こ、これじゃ新聞のトップを「美人日本人旅行者失踪!」の文字が飾っちゃう!
「さあ、ここから登っていく」
ジョンがジャングルに分け入って行く。
やっぱり家に拉致監禁だよ!
つД`) タスケレ !!
彼はジャングルの中で私達に、先程までの口調と違った強くキツイ、明らかに命令口調で話してきた。
何だか本当に様子がおかしい!
そんな中でも先程までの、観光案内のサービスを思い出してか、これがマンゴーの木でこれがパパイヤの木だなどと説明してくれている。
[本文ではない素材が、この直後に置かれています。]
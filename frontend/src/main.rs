use shared::Period;
use yew::prelude::*;

mod components;
mod hooks;
mod services;

use components::ternary_input::TernaryInput;
use services::api::ApiClient;

#[function_component(App)]
fn app() -> Html {
    let period = use_memo((), |_| Period::current());
    let api_client = use_memo((), |_| ApiClient::new());

    html! {
        <main class="container">
            <header class="header">
                <h1>{"Innovation · Equality · Stability"}</h1>
                <p class="small">
                    {"Where should the balance sit? Place one dot per year."}
                </p>
            </header>

            <TernaryInput
                period={(*period).clone()}
                title={format!("Your balance for {}", period)}
                api_client={(*api_client).clone()}
            />
        </main>
    }
}

fn main() {
    yew::Renderer::<App>::new().render();
}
っていうか、そんな事私達にはもうどうでも良くなってしまっていたのだけど…。
無言で山中を歩かされていると今度は、この木はマンゴーかパパイヤかなどと聞いてきた。
だから、どっちでもいいって!
「ちょっと、こ、これってどっちよ?」
「し、知らないわよ!」
「間違えたらここで殺害とかないよね?」
恐る恐る私は答えた。
「ま、マンゴー?」
「…当たりだ!良くやった!」
まぐれだー!当たった!ヤッター!
そんな一喜一憂しながらも私達は、ジャングル奥地に分け入って行った。
そして彼がとある洞窟を指し示した時、体中の毛穴と言う毛穴から汗が吹き出た。
ランプを灯し、ロープを使って、洞窟内に進入する。コウモリが大盛り…。
怖いよー。気持ち悪いよー。
洞窟をジョンの指示で幾つも潜り抜ける。
「どの洞窟にするか考えてるのかな…?」
ある岩肌に出た時は、20cm以下の幅の道以外、切り立った崖だった!
落ちたら間違いなく死ねる高さである。
私はあいにく、革靴のそれもヒールだった…。
予定外のアウトドア・プランに、痛いやら泣きたいやらで涙が出た。
その切り立った崖を渡り切るには、崖にピッタリと体をくっつけ、足をゆっくり横にスライドさせて渡るしかなかった。
体を前に向ける幅もなければ、足を交互にも出せやしない!
もっと恐ろしい事に、体を支えるには壁に空いた無数の穴に、両手の指を差込み、体を支えながら進行方向に、スライドさせなくてはならない。
が、その命綱の穴の中にはご丁寧にも、無数のカエルが一つ一つに入っていた!
( ;´Д`)いやぁぁぁぁぁー!
結局、散々何時間も歩いた結果、私達はジャングル頂上の絶景ポイントに辿り着いた。ジョン曰く、この景色はこの長い道のりを歩き克服した人にしか、見ることの出来ない神様からの贈り物だそうな…。
早く言ってよ…。靴だって履き替えてきたのに!
「それから厳しい口調でゴメンね。実はジャングルツアーの一環として、一応軍隊調にジャングルを攻略したかったんだ。それも内緒でね!」
ガ━━(゚Д゚;)━━━ン!!!!!
な、何だそりゃ?
ジョン…。
良かったよ。いい思い出です…。
でもやっぱり私達の貴重なグアム休暇の一日を使う時は、相談して欲しかったかな…。
そして私達は、親切なジョンの素敵な笑顔に送られ、ヘトヘトくたくたガクガクでホテルに戻り、ベットに倒れこみ眠りを貪った…。